You can change the order they are displayed based on various factors by clicking on the drop-down menu that is just to the right of the “search” box.
So far, you still have a lot of stuff to look at. The big column of menu items on the left side of the screen will let you limit the search parameters. For example, you might want only crochet projects, or a certain weight or yarn, or a specific type of project (like a shawl, or a sweater). Today, I am searching for a specific yarn, so I went to the bottom and chose YARN NAME and put in “Rowan Denim”.
I found a skirt that looked really interesting. To see more skirts made with this yarn, I put “skirt” into the search box and it pulled up all kinds of skirt projects made with Rowan Denim.
In my search today, I found something really cool, a simple straight skirt made with Rowan Original Denim – a great little summer knit that you can wear all year. Plus, the denim yarn is pretty sturdy so it will stand up much better than a regular cotton or a wool. Plus, Rowan Denim is ON SALE NOW!
Finished hip sizes (actual skirt hip measurement after seaming): 32 (34, 36, 38, 40, 42, 44, 46, 48, 50, 52)inches or 81 (86, 91, 97, 102, 107, 112, 117, 122, 127, 132)cm.
Denim yarn is a lot like the denim your jeans are made of, and it is dyed with the same type of dye, indigo. All the things that happen with your jeans also affect denim yarn. You should definitely not avoid using denim, and knowing a few hacks in advance will make the experience fun.
Denim shrinks in length (like jeans), so I suggest you make your project a little longer than you normally would, maybe buy an extra ball. If you are using a pattern written by Rowan for their denim yarn, all of this will already have been taken into account, so you don’t have to worry about this.
Due to the nature of the indigo dye, it bleeds. The two darker colours come off on your hands quite a bit, and I’ll admit that that is a constraint unless you live in a world where everything you own is a dark colour. The lightest colour isn’t as bad, the colour transfers a little bit but not a ton.
I skein up the yarn and secure it in at least 4 points. If you’re making something big you can join the skeins and made a super-skein to save time down the road.

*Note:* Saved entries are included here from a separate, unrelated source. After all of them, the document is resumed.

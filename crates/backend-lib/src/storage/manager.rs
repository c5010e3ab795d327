// ============================
// authgate-backend-lib/src/storage/manager.rs
// ============================
//! Shared connection with reconnect-on-demand.
use metrics::counter;
use tokio::sync::Mutex;
use tracing::{info, warn};

use super::{Driver, StoreError};
use crate::metrics::STORE_RECONNECT;

/// Remembered target plus the live handles, if any.
///
/// `namespace` is only ever `Some` while `connection` is `Some`.
struct ConnectionState<D: Driver> {
    address: Option<String>,
    namespace_name: Option<String>,
    connection: Option<D::Connection>,
    namespace: Option<D::Namespace>,
}

impl<D: Driver> ConnectionState<D> {
    fn empty() -> Self {
        Self {
            address: None,
            namespace_name: None,
            connection: None,
            namespace: None,
        }
    }
}

/// Owns the single shared connection to the document store.
///
/// Every accessor checks liveness and reconnects with the remembered
/// address and namespace when the connection is gone. The check and the
/// reconnect run under one lock, so concurrent callers that find the
/// connection dead wait for a single reconnect instead of each opening
/// their own.
pub struct ConnectionManager<D: Driver> {
    driver: D,
    state: Mutex<ConnectionState<D>>,
}

impl<D: Driver> ConnectionManager<D> {
    /// Create a disconnected manager
    pub fn new(driver: D) -> Self {
        Self {
            driver,
            state: Mutex::new(ConnectionState::empty()),
        }
    }

    /// Remember `address`/`namespace` and open a fresh connection,
    /// replacing any existing one.
    pub async fn connect(&self, address: &str, namespace: &str) -> Result<(), StoreError> {
        let mut state = self.state.lock().await;
        self.establish(&mut state, address.to_string(), namespace.to_string())
            .await
    }

    /// Close the current connection. The remembered target is kept so the
    /// next accessor call can reconnect.
    pub async fn disconnect(&self) -> Result<(), StoreError> {
        let mut state = self.state.lock().await;
        let connection = state.connection.take().ok_or(StoreError::NotConnected)?;
        state.namespace = None;

        self.driver.close(connection).await?;
        info!(address = ?state.address, "store disconnected");
        Ok(())
    }

    /// Live handle to the configured namespace
    pub async fn namespace(&self) -> Result<D::Namespace, StoreError> {
        let mut state = self.state.lock().await;

        let alive = state
            .connection
            .as_ref()
            .is_some_and(|connection| self.driver.is_alive(connection));

        if !alive {
            let (Some(address), Some(namespace)) =
                (state.address.clone(), state.namespace_name.clone())
            else {
                return Err(StoreError::NeverConnected);
            };

            warn!(%namespace, "store connection is down, reconnecting");
            counter!(STORE_RECONNECT).increment(1);
            self.establish(&mut state, address, namespace).await?;
        }

        state.namespace.clone().ok_or(StoreError::NotConnected)
    }

    /// Live handle to resource `name` inside the configured namespace
    pub async fn collection(&self, name: &str) -> Result<D::Collection, StoreError> {
        let namespace = self.namespace().await?;
        Ok(self.driver.collection(&namespace, name))
    }

    /// Whether a connection is held and the driver reports it alive
    pub async fn is_connected(&self) -> bool {
        let state = self.state.lock().await;
        state
            .connection
            .as_ref()
            .is_some_and(|connection| self.driver.is_alive(connection))
    }

    /// Address recorded by the last `connect`
    pub async fn address(&self) -> Option<String> {
        self.state.lock().await.address.clone()
    }

    async fn establish(
        &self,
        state: &mut ConnectionState<D>,
        address: String,
        namespace: String,
    ) -> Result<(), StoreError> {
        state.namespace = None;
        if let Some(stale) = state.connection.take() {
            if let Err(error) = self.driver.close(stale).await {
                warn!(%error, "failed to close replaced store connection");
            }
        }

        // Remembered even if opening fails, so a later accessor can retry.
        state.address = Some(address.clone());
        state.namespace_name = Some(namespace.clone());

        let connection = self.driver.open(&address).await?;
        state.namespace = Some(self.driver.namespace(&connection, &namespace));
        state.connection = Some(connection);

        info!(%namespace, "store connected");
        Ok(())
    }
}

I fill a basin with cold water and white vinegar (maybe a cup? I just splash a bunch in). I use the Allen’s Cleaning Vinegar, it is double strength and seems to stabilize dye better than regular white vinegar.
I leave the yarn in the solution for at least 15 minutes – I like to give it a good soak for good measure.
I hang the yarn to dry.
With the two darker colours I will wash the yarn a second time in a fresh vinegar bath, to set any residual dye.
It’s a little bit of work, but in the summer it’s fun to do some experimentation and light chemistry experimentation. I do it in my bathroom and the indigo has never stained my white ceramic. It’s also a fun thing to do on the deck or balcony.